Export file(raw, compressed) from Flink application

Sink is a ’loading’ part of ETL(Extract, Transformation, Loading) inside Flink. It is last process of data pipeline, to store data inside datalake after it has been extract from source, and transformed into specific format.

This is example of how you can sink from Flink DataStream:

 1
 2
 3
 4
 5
 6
 7
 8
 9
10
11
12
13
14
15
16
17
18
19
// ...

private static DataStream<String> createSourceFromStaticConfig(StreamExecutionEnvironment env) {
	Properties inputProperties = new Properties();
	inputProperties.setProperty(ConsumerConfigConstants.AWS_REGION, region);
	inputProperties.setProperty(ConsumerConfigConstants.STREAM_INITIAL_POSITION, "LATEST");

	return env.addSource(new FlinkKinesisConsumer<>(inputStreamName, new SimpleStringSchema(), inputProperties));
}

public static void main(String[] args) throws Exception {
	// set up the streaming execution environment
	final StreamExecutionEnvironment env = StreamExecutionEnvironment.getExecutionEnvironment();

	DataStream<String> input = createSourceFromStaticConfig(env);

	input.addSink(mySinkFunction("s3://data-storage/")); // <- this is for `SinkFunction<T>`
	input.sinkTo(mySinkFunction("s3://data-storage/"));  // <- this is for `FileSink`
}

FileSink, and StreamingFileSink

If you see the documents here, you can find out there are StreamingFileSink and FileSink.

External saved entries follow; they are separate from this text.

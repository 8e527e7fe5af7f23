//! Discrepancy types for position reconciliation.

use std::fmt;

use chrono::{DateTime, Utc};
use rust_decimal::Decimal;
use serde::{Deserialize, Serialize};

/// Kind of disagreement between tracked and broker positions.
#[derive(Debug, Clone, Copy, PartialEq, Eq, Hash, Serialize, Deserialize)]
#[serde(rename_all = "SCREAMING_SNAKE_CASE")]
pub enum DiscrepancyKind {
    /// Tracked locally, absent at the broker.
    MissingInBroker,
    /// Held at the broker, unknown locally.
    MissingInSystem,
    /// Both sides hold the symbol with different quantities.
    QuantityMismatch,
    /// Quantities agree, average prices differ beyond tolerance.
    PriceMismatch,
}

impl DiscrepancyKind {
    /// Severity of this kind of drift.
    #[must_use]
    pub const fn severity(&self) -> DiscrepancySeverity {
        match self {
            Self::PriceMismatch => DiscrepancySeverity::Warning,
            Self::MissingInBroker | Self::MissingInSystem | Self::QuantityMismatch => {
                DiscrepancySeverity::Critical
            }
        }
    }

    /// Label for logs and metrics.
    #[must_use]
    pub const fn as_str(&self) -> &'static str {
        match self {
            Self::MissingInBroker => "missing_in_broker",
            Self::MissingInSystem => "missing_in_system",
            Self::QuantityMismatch => "quantity_mismatch",
            Self::PriceMismatch => "price_mismatch",
        }
    }
}

impl fmt::Display for DiscrepancyKind {
    fn fmt(&self, f: &mut fmt::Formatter<'_>) -> fmt::Result {
        f.write_str(self.as_str())
    }
}

/// Severity of discrepancy.
#[derive(Debug, Clone, Copy, PartialEq, Eq, Serialize, Deserialize, PartialOrd, Ord)]
pub enum DiscrepancySeverity {
    /// Warning, may need attention.
    Warning,
    /// Critical, requires immediate action.
    Critical,
}

/// A detected disagreement for one symbol.
#[derive(Debug, Clone, PartialEq, Eq, Serialize, Deserialize)]
pub struct Discrepancy {
    /// Trading symbol.
    pub symbol: String,
    /// What disagrees.
    pub kind: DiscrepancyKind,
    /// Locally tracked quantity (0 when missing in system).
    pub tracked_quantity: i64,
    /// Broker quantity (0 when missing in broker).
    pub broker_quantity: i64,
    /// Locally tracked average price.
    pub tracked_price: Decimal,
    /// Broker average price.
    pub broker_price: Decimal,
    /// Broker quantity minus tracked quantity.
    pub difference: i64,
    /// Price difference relative to the tracked price, in percent.
    pub difference_pct: Option<Decimal>,
    /// Severity.
    pub severity: DiscrepancySeverity,
    /// Detection time.
    pub detected_at: DateTime<Utc>,
}

impl Discrepancy {
    /// Build a discrepancy, deriving difference and severity.
    #[must_use]
    pub fn new(
        symbol: impl Into<String>,
        kind: DiscrepancyKind,
        (tracked_quantity, tracked_price): (i64, Decimal),
        (broker_quantity, broker_price): (i64, Decimal),
        detected_at: DateTime<Utc>,
    ) -> Self {
        let difference_pct = (kind == DiscrepancyKind::PriceMismatch && tracked_price > Decimal::ZERO)
            .then(|| ((broker_price - tracked_price) / tracked_price * Decimal::ONE_HUNDRED).round_dp(4));

        Self {
            symbol: symbol.into(),
            kind,
            tracked_quantity,
            broker_quantity,
            tracked_price,
            broker_price,
            difference: broker_quantity - tracked_quantity,
            difference_pct,
            severity: kind.severity(),
            detected_at,
        }
    }
}

#[cfg(test)]
mod tests {
    use rust_decimal_macros::dec;

    use super::*;

    #[test]
    fn test_severity_by_kind() {
        assert_eq!(
            DiscrepancyKind::PriceMismatch.severity(),
            DiscrepancySeverity::Warning
        );
        assert_eq!(
            DiscrepancyKind::QuantityMismatch.severity(),
            DiscrepancySeverity::Critical
        );
        assert!(DiscrepancySeverity::Warning < DiscrepancySeverity::Critical);
    }

    #[test]
    fn test_quantity_difference_is_broker_minus_tracked() {
        let d = Discrepancy::new(
            "RELIANCE",
            DiscrepancyKind::QuantityMismatch,
            (5, dec!(1450)),
            (10, dec!(1450)),
            Utc::now(),
        );
        assert_eq!(d.difference, 5);
        assert_eq!(d.difference_pct, None);
    }

    #[test]
    fn test_price_difference_pct() {
        let d = Discrepancy::new(
            "TCS",
            DiscrepancyKind::PriceMismatch,
            (10, dec!(100)),
            (10, dec!(102.5)),
            Utc::now(),
        );
        assert_eq!(d.difference, 0);
        assert_eq!(d.difference_pct, Some(dec!(2.5)));
    }

    #[test]
    fn test_serialized_kind_name() {
        let json = serde_json::to_string(&DiscrepancyKind::MissingInBroker).unwrap();
        assert_eq!(json, "\"MISSING_IN_BROKER\"");
    }
}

Internally, StreamingFileSink is a predecessor of FileSink. And in the document it has written that FileSink supports BATCH and STREAMING both, while StreamingFileSink is only for streaming.

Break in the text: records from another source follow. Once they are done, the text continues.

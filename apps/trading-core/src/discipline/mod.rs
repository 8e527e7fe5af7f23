//! Trading discipline gate.
//!
//! A rule-based veto layer consulted before every new trade. Checks run in a
//! fixed order and the first failure wins:
//!
//! 1. daily trade limit
//! 2. consecutive loss limit (holds until the next daily reset)
//! 3. cooldown after the most recent loss
//! 4. daily drawdown
//! 5. signal confirmation window
//!
//! An allowed trade carries a size multiplier that shrinks after a winning
//! streak and after losses.

mod exits;
mod verdict;

pub use exits::{ExitSignal, check_stop_loss, check_take_profit};
pub use verdict::{DenialReason, EmotionalState, Verdict};

use std::collections::HashMap;
use std::sync::Mutex;

use chrono::{DateTime, Duration, Utc};
use rust_decimal::Decimal;
use serde::Serialize;
use tracing::{info, warn};

use crate::config::DisciplineConfig;
use crate::observability::metrics;

#[derive(Debug, Default)]
struct GateState {
    daily_trades: u32,
    consecutive_wins: u32,
    consecutive_losses: u32,
    last_loss_at: Option<DateTime<Utc>>,
    daily_start_capital: Decimal,
    current_capital: Decimal,
    signal_first_seen: HashMap<(String, String), DateTime<Utc>>,
    state: EmotionalState,
}

impl GateState {
    fn daily_return(&self) -> Decimal {
        if self.daily_start_capital > Decimal::ZERO {
            (self.current_capital - self.daily_start_capital) / self.daily_start_capital
        } else {
            Decimal::ZERO
        }
    }

    fn cooldown_remaining(&self, cooldown: Duration, now: DateTime<Utc>) -> Option<Duration> {
        let since = now - self.last_loss_at?;
        (since < cooldown).then(|| cooldown - since)
    }
}

/// Snapshot of the gate for dashboards and end-of-day logs.
#[derive(Debug, Clone, PartialEq, Eq, Serialize)]
pub struct DisciplineReport {
    /// Current state.
    pub state: EmotionalState,
    /// Guidance for the current state.
    pub coaching: &'static str,
    /// Trades recorded today.
    pub daily_trades: u32,
    /// Daily trade limit.
    pub max_daily_trades: u32,
    /// Trades left today.
    pub trades_remaining: u32,
    /// Current winning streak.
    pub consecutive_wins: u32,
    /// Current losing streak.
    pub consecutive_losses: u32,
    /// Day's return in percent.
    pub daily_return_pct: Decimal,
    /// Drawdown limit in percent.
    pub max_drawdown_pct: Decimal,
    /// Drawdown left before the gate closes, in percent.
    pub drawdown_remaining_pct: Decimal,
    /// Whether a post-loss cooldown is running.
    pub in_cooldown: bool,
    /// 0 to 100, lower when close to limits.
    pub discipline_score: u32,
}

/// Veto layer in front of order placement.
pub struct DisciplineGate {
    config: DisciplineConfig,
    state: Mutex<GateState>,
}

impl DisciplineGate {
    /// Create a gate with no daily capital set.
    ///
    /// The drawdown check stays inactive until [`Self::reset_daily_stats`].
    pub fn new(config: DisciplineConfig) -> Self {
        Self {
            config,
            state: Mutex::new(GateState::default()),
        }
    }

    fn lock(&self) -> std::sync::MutexGuard<'_, GateState> {
        self.state
            .lock()
            .unwrap_or_else(std::sync::PoisonError::into_inner)
    }

    /// Evaluate a candidate trade at `now`.
    ///
    /// The first sighting of a `(symbol, signal)` pair is recorded and denied.
    pub fn evaluate_at(
        &self,
        symbol: &str,
        signal: &str,
        confidence: f64,
        now: DateTime<Utc>,
    ) -> Verdict {
        let mut state = self.lock();
        let verdict = match self.check(&mut state, symbol, signal, now) {
            Err(reason) => Verdict::Denied(reason),
            Ok(()) => {
                let size_multiplier = self.size_multiplier(&state);
                let emotional = if state.consecutive_losses > 0 {
                    EmotionalState::Fearful
                } else if state.consecutive_wins >= self.config.reduce_size_after_wins {
                    EmotionalState::Overconfident
                } else {
                    EmotionalState::Neutral
                };
                Verdict::Allowed {
                    size_multiplier,
                    state: emotional,
                }
            }
        };
        state.state = verdict.state();
        drop(state);

        match verdict {
            Verdict::Denied(reason) => {
                warn!(
                    symbol,
                    signal,
                    confidence,
                    reason = %reason,
                    state = %reason.state(),
                    "Trade denied by discipline gate"
                );
                metrics::record_discipline_denial(reason.code());
            }
            Verdict::Allowed {
                size_multiplier,
                state,
            } => {
                info!(
                    symbol,
                    signal,
                    confidence,
                    size_multiplier = %size_multiplier,
                    state = %state,
                    "Trade allowed by discipline gate"
                );
            }
        }
        verdict
    }

    /// Evaluate a candidate trade now.
    pub fn evaluate(&self, symbol: &str, signal: &str, confidence: f64) -> Verdict {
        self.evaluate_at(symbol, signal, confidence, Utc::now())
    }

    fn check(
        &self,
        state: &mut GateState,
        symbol: &str,
        signal: &str,
        now: DateTime<Utc>,
    ) -> Result<(), DenialReason> {
        if state.daily_trades >= self.config.max_daily_trades {
            return Err(DenialReason::DailyTradeLimit);
        }

        if state.consecutive_losses >= self.config.max_consecutive_losses {
            return Err(DenialReason::ConsecutiveLosses);
        }

        if let Some(remaining) = state.cooldown_remaining(self.config.cooldown(), now) {
            return Err(DenialReason::Cooldown { remaining });
        }

        if state.daily_start_capital > Decimal::ZERO {
            let pnl_pct = state.daily_return();
            if pnl_pct < -self.config.max_drawdown_pct {
                return Err(DenialReason::Drawdown { pnl_pct });
            }
        }

        let key = (symbol.to_string(), signal.to_string());
        let first_seen = *state.signal_first_seen.entry(key).or_insert(now);
        let window = self.config.fomo_window();
        let since = now - first_seen;
        if since < window {
            return Err(DenialReason::SignalUnconfirmed {
                remaining: window - since,
            });
        }

        Ok(())
    }

    fn size_multiplier(&self, state: &GateState) -> Decimal {
        let threshold = self.config.reduce_size_after_wins;
        if state.consecutive_wins >= threshold {
            let steps = Decimal::from(state.consecutive_wins - threshold);
            let reduction = (steps * Decimal::new(1, 1)).min(Decimal::new(3, 1));
            return Decimal::ONE - reduction;
        }
        if state.consecutive_losses > 0 {
            let reduction =
                (Decimal::from(state.consecutive_losses) * Decimal::new(15, 2)).min(Decimal::new(4, 1));
            return Decimal::ONE - reduction;
        }
        Decimal::ONE
    }

    /// Record an executed trade at `now`.
    ///
    /// `pnl` of `None` (an opening trade) leaves the streaks untouched; zero
    /// counts as a loss.
    pub fn record_trade_outcome_at(
        &self,
        symbol: &str,
        signal: &str,
        pnl: Option<Decimal>,
        now: DateTime<Utc>,
    ) {
        let mut state = self.lock();
        state.daily_trades += 1;

        match pnl {
            Some(pnl) if pnl > Decimal::ZERO => {
                state.consecutive_wins += 1;
                state.consecutive_losses = 0;
                info!(symbol, pnl = %pnl, wins = state.consecutive_wins, "Winning trade recorded");
            }
            Some(pnl) => {
                state.consecutive_losses += 1;
                state.consecutive_wins = 0;
                state.last_loss_at = Some(now);
                warn!(symbol, pnl = %pnl, losses = state.consecutive_losses, "Losing trade recorded");
            }
            None => {}
        }

        state
            .signal_first_seen
            .remove(&(symbol.to_string(), signal.to_string()));
    }

    /// Record an executed trade now.
    pub fn record_trade_outcome(&self, symbol: &str, signal: &str, pnl: Option<Decimal>) {
        self.record_trade_outcome_at(symbol, signal, pnl, Utc::now());
    }

    /// Start a new trading day with `start_capital`.
    pub fn reset_daily_stats(&self, start_capital: Decimal) {
        let mut state = self.lock();
        *state = GateState {
            daily_start_capital: start_capital,
            current_capital: start_capital,
            ..GateState::default()
        };
        info!(start_capital = %start_capital, "Discipline stats reset");
    }

    /// Update the day's running capital.
    pub fn update_capital(&self, current: Decimal) {
        self.lock().current_capital = current;
    }

    /// Current state.
    pub fn state(&self) -> EmotionalState {
        self.lock().state
    }

    /// Report as of `now`.
    pub fn report_at(&self, now: DateTime<Utc>) -> DisciplineReport {
        let state = self.lock();
        let cfg = &self.config;
        let daily_return = state.daily_return();
        let max_drawdown = cfg.max_drawdown_pct;

        let drawdown_remaining = if daily_return < Decimal::ZERO {
            max_drawdown + daily_return
        } else {
            max_drawdown
        };

        let mut score: u32 = 100;
        if Decimal::from(state.daily_trades) > Decimal::from(cfg.max_daily_trades) * Decimal::new(8, 1) {
            score -= 20;
        }
        if Decimal::from(state.consecutive_losses)
            > Decimal::from(cfg.max_consecutive_losses) * Decimal::new(5, 1)
        {
            score -= 30;
        }
        if state.consecutive_wins > cfg.reduce_size_after_wins {
            score -= 10;
        }
        if state.current_capital
            < state.daily_start_capital * (Decimal::ONE - max_drawdown * Decimal::new(5, 1))
        {
            score -= 25;
        }

        DisciplineReport {
            state: state.state,
            coaching: state.state.coaching(),
            daily_trades: state.daily_trades,
            max_daily_trades: cfg.max_daily_trades,
            trades_remaining: cfg.max_daily_trades.saturating_sub(state.daily_trades),
            consecutive_wins: state.consecutive_wins,
            consecutive_losses: state.consecutive_losses,
            daily_return_pct: (daily_return * Decimal::ONE_HUNDRED).round_dp(2),
            max_drawdown_pct: max_drawdown * Decimal::ONE_HUNDRED,
            drawdown_remaining_pct: (drawdown_remaining * Decimal::ONE_HUNDRED).round_dp(2),
            in_cooldown: state.cooldown_remaining(cfg.cooldown(), now).is_some(),
            discipline_score: score,
        }
    }

    /// Report as of now.
    pub fn report(&self) -> DisciplineReport {
        self.report_at(Utc::now())
    }
}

And finally from Flink 1.17, StreamingFileSink has been deprecated, so it would be good to go on with FileSink from now.

addSink function requires SinkFunction<T> parameter, and this is for the case when you’re trying to use StreamingFileSink. Or instead for FileSink, call sinkTo to add on sink logic.

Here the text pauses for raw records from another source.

//! Position reconciliation with the broker.
//!
//! Compares locally tracked positions against the broker's net positions and
//! reports drift. The reconciler never mutates the tracked ledger; deciding
//! what to do about a discrepancy is the caller's job.

mod discrepancy;
mod report;

pub use discrepancy::{Discrepancy, DiscrepancyKind, DiscrepancySeverity};
pub use report::{ReconciliationReport, ReconciliationStatus};

use std::collections::{HashMap, VecDeque};
use std::sync::{Arc, Mutex};
use std::time::Duration;

use chrono::{DateTime, Utc};
use rust_decimal::Decimal;
use serde::{Deserialize, Serialize};
use tokio::sync::broadcast;
use tokio::time::Instant;
use tracing::{debug, error, info, warn};

use crate::broker::{BrokerAdapter, BrokerPosition};
use crate::config::ReconciliationConfig;
use crate::gateway::BrokerGateway;
use crate::observability::metrics;

/// Recent discrepancies returned by [`PositionReconciler::stats`].
const RECENT_DISCREPANCIES: usize = 10;

/// A position as tracked by the trading system.
#[derive(Debug, Clone, PartialEq, Eq, Serialize, Deserialize)]
pub struct TrackedPosition {
    /// Trading symbol.
    pub symbol: String,
    /// Signed quantity (negative for short).
    pub quantity: i64,
    /// Average entry price.
    pub average_price: Decimal,
    /// Capital committed to the position.
    pub invested_capital: Decimal,
    /// When the position was opened.
    pub entry_time: DateTime<Utc>,
}

impl TrackedPosition {
    /// Create a tracked position opened now.
    #[must_use]
    pub fn new(symbol: impl Into<String>, quantity: i64, average_price: Decimal) -> Self {
        Self {
            symbol: symbol.into(),
            quantity,
            average_price,
            invested_capital: average_price * Decimal::from(quantity.unsigned_abs()),
            entry_time: Utc::now(),
        }
    }
}

/// Supplies the tracked positions for periodic reconciliation.
pub trait PositionSource: Send + Sync {
    /// Snapshot of the currently tracked positions, keyed by symbol.
    fn tracked_positions(&self) -> HashMap<String, TrackedPosition>;
}

impl PositionSource for Mutex<HashMap<String, TrackedPosition>> {
    fn tracked_positions(&self) -> HashMap<String, TrackedPosition> {
        self.lock()
            .unwrap_or_else(std::sync::PoisonError::into_inner)
            .clone()
    }
}

/// Reconciliation statistics.
#[derive(Debug, Clone, Serialize)]
pub struct ReconciliationStats {
    /// Completed (non-skipped) runs.
    pub total_syncs: u64,
    /// Completion time of the last non-skipped run.
    pub last_sync: Option<DateTime<Utc>>,
    /// Discrepancies currently held in history.
    pub total_discrepancies: usize,
    /// The most recent discrepancies, oldest first.
    pub recent_discrepancies: Vec<Discrepancy>,
}

#[derive(Debug, Default)]
struct ReconcilerState {
    sync_count: u64,
    last_sync: Option<DateTime<Utc>>,
    discrepancies: VecDeque<Discrepancy>,
}

/// Reconciles tracked positions against the broker.
pub struct PositionReconciler<B: BrokerAdapter> {
    gateway: Arc<BrokerGateway<B>>,
    config: ReconciliationConfig,
    state: Mutex<ReconcilerState>,
}

impl<B: BrokerAdapter> PositionReconciler<B> {
    /// Create a reconciler over a shared gateway.
    pub fn new(gateway: Arc<BrokerGateway<B>>, config: ReconciliationConfig) -> Self {
        Self {
            gateway,
            config,
            state: Mutex::new(ReconcilerState::default()),
        }
    }

    fn lock(&self) -> std::sync::MutexGuard<'_, ReconcilerState> {
        self.state
            .lock()
            .unwrap_or_else(std::sync::PoisonError::into_inner)
    }

    /// Whether two average prices agree within the configured tolerance.
    ///
    /// Both zero is a match; exactly one zero is not.
    fn prices_match(&self, tracked: Decimal, broker: Decimal) -> bool {
        if tracked.is_zero() || broker.is_zero() {
            return tracked == broker;
        }
        (tracked - broker).abs() / tracked.abs() <= self.config.reconciliation_tolerance
    }

    /// Reconcile tracked positions with broker positions.
    ///
    /// A failed broker fetch yields a `Skipped` report rather than an error.
    pub async fn reconcile(
        &self,
        tracked: &HashMap<String, TrackedPosition>,
    ) -> ReconciliationReport {
        let start = Instant::now();
        info!(tracked = tracked.len(), "Starting position reconciliation");

        let broker_positions = match self.gateway.get_positions().await {
            Ok(positions) => positions,
            Err(e) => {
                warn!(error = %e, "Could not fetch broker positions, skipping reconciliation");
                let report = ReconciliationReport::skipped(start.elapsed());
                metrics::record_reconciliation(report.status.as_str(), report.duration.as_secs_f64());
                return report;
            }
        };

        let now = Utc::now();
        let (matched, discrepancies) = self.compare(tracked, &broker_positions, now);

        let status = if discrepancies.is_empty() {
            ReconciliationStatus::Ok
        } else {
            ReconciliationStatus::Mismatch
        };

        {
            let mut state = self.lock();
            state.sync_count += 1;
            state.last_sync = Some(now);
            state.discrepancies.extend(discrepancies.iter().cloned());
            while state.discrepancies.len() > self.config.history_limit {
                state.discrepancies.pop_front();
            }
        }

        let report = ReconciliationReport {
            status,
            matched,
            mismatched: discrepancies.len(),
            discrepancies,
            broker_positions,
            completed_at: now,
            duration: start.elapsed(),
        };

        metrics::record_reconciliation(status.as_str(), report.duration.as_secs_f64());
        if report.mismatched > 0 {
            error!(
                matched = report.matched,
                mismatched = report.mismatched,
                "Position reconciliation found discrepancies"
            );
        } else {
            info!(matched = report.matched, "Position reconciliation OK");
        }

        report
    }

    fn compare(
        &self,
        tracked: &HashMap<String, TrackedPosition>,
        broker_positions: &[BrokerPosition],
        now: DateTime<Utc>,
    ) -> (usize, Vec<Discrepancy>) {
        let broker: HashMap<&str, &BrokerPosition> = broker_positions
            .iter()
            .filter(|p| p.quantity != 0)
            .map(|p| (p.symbol.as_str(), p))
            .collect();

        let mut discrepancies = Vec::new();
        let mut matched = 0;

        // Sorted so reports are stable across runs
        let mut symbols: Vec<&String> = tracked.keys().collect();
        symbols.sort();

        for symbol in symbols {
            let position = &tracked[symbol];
            let tracked_side = (position.quantity, position.average_price);

            let Some(held) = broker.get(symbol.as_str()) else {
                error!(symbol = %symbol, quantity = position.quantity, "Position missing at broker");
                discrepancies.push(Discrepancy::new(
                    symbol.as_str(),
                    DiscrepancyKind::MissingInBroker,
                    tracked_side,
                    (0, Decimal::ZERO),
                    now,
                ));
                continue;
            };
            let broker_side = (held.quantity, held.average_price);

            let kind = if position.quantity != held.quantity {
                error!(
                    symbol = %symbol,
                    tracked = position.quantity,
                    broker = held.quantity,
                    "Quantity mismatch"
                );
                Some(DiscrepancyKind::QuantityMismatch)
            } else if !self.prices_match(position.average_price, held.average_price) {
                warn!(
                    symbol = %symbol,
                    tracked = %position.average_price,
                    broker = %held.average_price,
                    "Average price mismatch"
                );
                Some(DiscrepancyKind::PriceMismatch)
            } else {
                None
            };

            match kind {
                Some(kind) => discrepancies.push(Discrepancy::new(
                    symbol.as_str(),
                    kind,
                    tracked_side,
                    broker_side,
                    now,
                )),
                None => {
                    debug!(symbol = %symbol, "Position matched");
                    matched += 1;
                }
            }
        }

        let mut untracked: Vec<&&BrokerPosition> = broker
            .values()
            .filter(|p| !tracked.contains_key(&p.symbol))
            .collect();
        untracked.sort_by(|a, b| a.symbol.cmp(&b.symbol));

        for held in untracked {
            error!(symbol = %held.symbol, quantity = held.quantity, "Broker position unknown to system");
            discrepancies.push(Discrepancy::new(
                held.symbol.as_str(),
                DiscrepancyKind::MissingInSystem,
                (0, Decimal::ZERO),
                (held.quantity, held.average_price),
                now,
            ));
        }

        for d in &discrepancies {
            metrics::record_discrepancy(d.kind.as_str());
        }

        (matched, discrepancies)
    }

    /// Reconciliation statistics.
    pub fn stats(&self) -> ReconciliationStats {
        let state = self.lock();
        let skip = state.discrepancies.len().saturating_sub(RECENT_DISCREPANCIES);
        ReconciliationStats {
            total_syncs: state.sync_count,
            last_sync: state.last_sync,
            total_discrepancies: state.discrepancies.len(),
            recent_discrepancies: state.discrepancies.iter().skip(skip).cloned().collect(),
        }
    }

    /// Clear discrepancy history.
    pub fn clear_discrepancies(&self) {
        self.lock().discrepancies.clear();
        info!("Discrepancy history cleared");
    }

    /// Reconcile on a fixed interval until shutdown.
    ///
    /// The first run happens one `interval` after start. Returns the number
    /// of runs made.
    pub async fn run_periodic<S: PositionSource + ?Sized>(
        &self,
        source: &S,
        interval: Duration,
        mut shutdown_rx: broadcast::Receiver<()>,
    ) -> u64 {
        info!(
            interval_secs = interval.as_secs(),
            "Starting periodic reconciliation"
        );

        let mut ticker = tokio::time::interval(interval);
        ticker.tick().await;
        let mut runs = 0;

        loop {
            tokio::select! {
                _ = ticker.tick() => {
                    let report = self.reconcile(&source.tracked_positions()).await;
                    runs += 1;
                    if report.status == ReconciliationStatus::Mismatch {
                        warn!(
                            mismatched = report.mismatched,
                            "Periodic reconciliation detected drift"
                        );
                    }
                }
                _ = shutdown_rx.recv() => {
                    info!(runs, "Periodic reconciliation shutting down");
                    break;
                }
            }
        }

        runs
    }

    /// Configured price tolerance.
    pub const fn tolerance(&self) -> Decimal {
        self.config.reconciliation_tolerance
    }
}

In this post, I’ll just talk about raw file/compressed file sink, which I’ve worked recently. For big data format file, such as parquet, orc …, refer the guide of connectors in documents .

Sink out raw text data

First, you need additional dependencies for FileSink:

1
2
3
4
5
<dependency>
    <groupId>org.apache.flink</groupId>
    <artifactId>flink-connector-files</artifactId>
    <version>${flink.version}</version>
</dependency> 

and here is some configurations needs for file sink(some are optional).

 1
 2
 3
 4
 5
 6
 7
 8
 9
10
11
12
13
14
15
16
17
18
19
20
21
22
23
24
25
26
27
28
29
public static void main(String[] args) throws Exception {
	// set up the streaming execution environment
	final StreamExecutionEnvironment env = StreamExecutionEnvironment.getExecutionEnvironment();

	DataStream<String> input = createSourceFromStaticConfig(env);

	input.sinkTo(mySinkFunction("s3://data-storage/"));
}

private static FileSink<String> mySinkFunction(String bucket) throws IOException {
    OutputFileConfig outputConfig = OutputFileConfig
            .builder()
            .withPartPrefix("my-data")
            .withPartSuffix(".txt")
            .build();

    return FileSink
            .forRowFormat(new Path(outputPath), new SimpleStringEncoder<String>("UTF-8"))
            .withBucketAssigner(new DateTimeBucketAssigner("yyyy-MM-dd_HH-mm"))
            .withRollingPolicy(
		        DefaultRollingPolicy.builder()
		            .withRolloverInterval(TimeUnit.MINUTES.toMillis(15))
		            .withInactivityInterval(TimeUnit.MINUTES.toMillis(5))
		            .withMaxPartSize(1024 * 1024 * 1024)
		            .build()
		    )
            .withOutputFileConfig(outputConfig)
            .build();
}

In forRowFormat, you should define output path, and Encoder to serialize individual row data, to output stream. If your data is just raw text data, it will be just fine to use default SimpleStringEncoder with UTF-8 encoded.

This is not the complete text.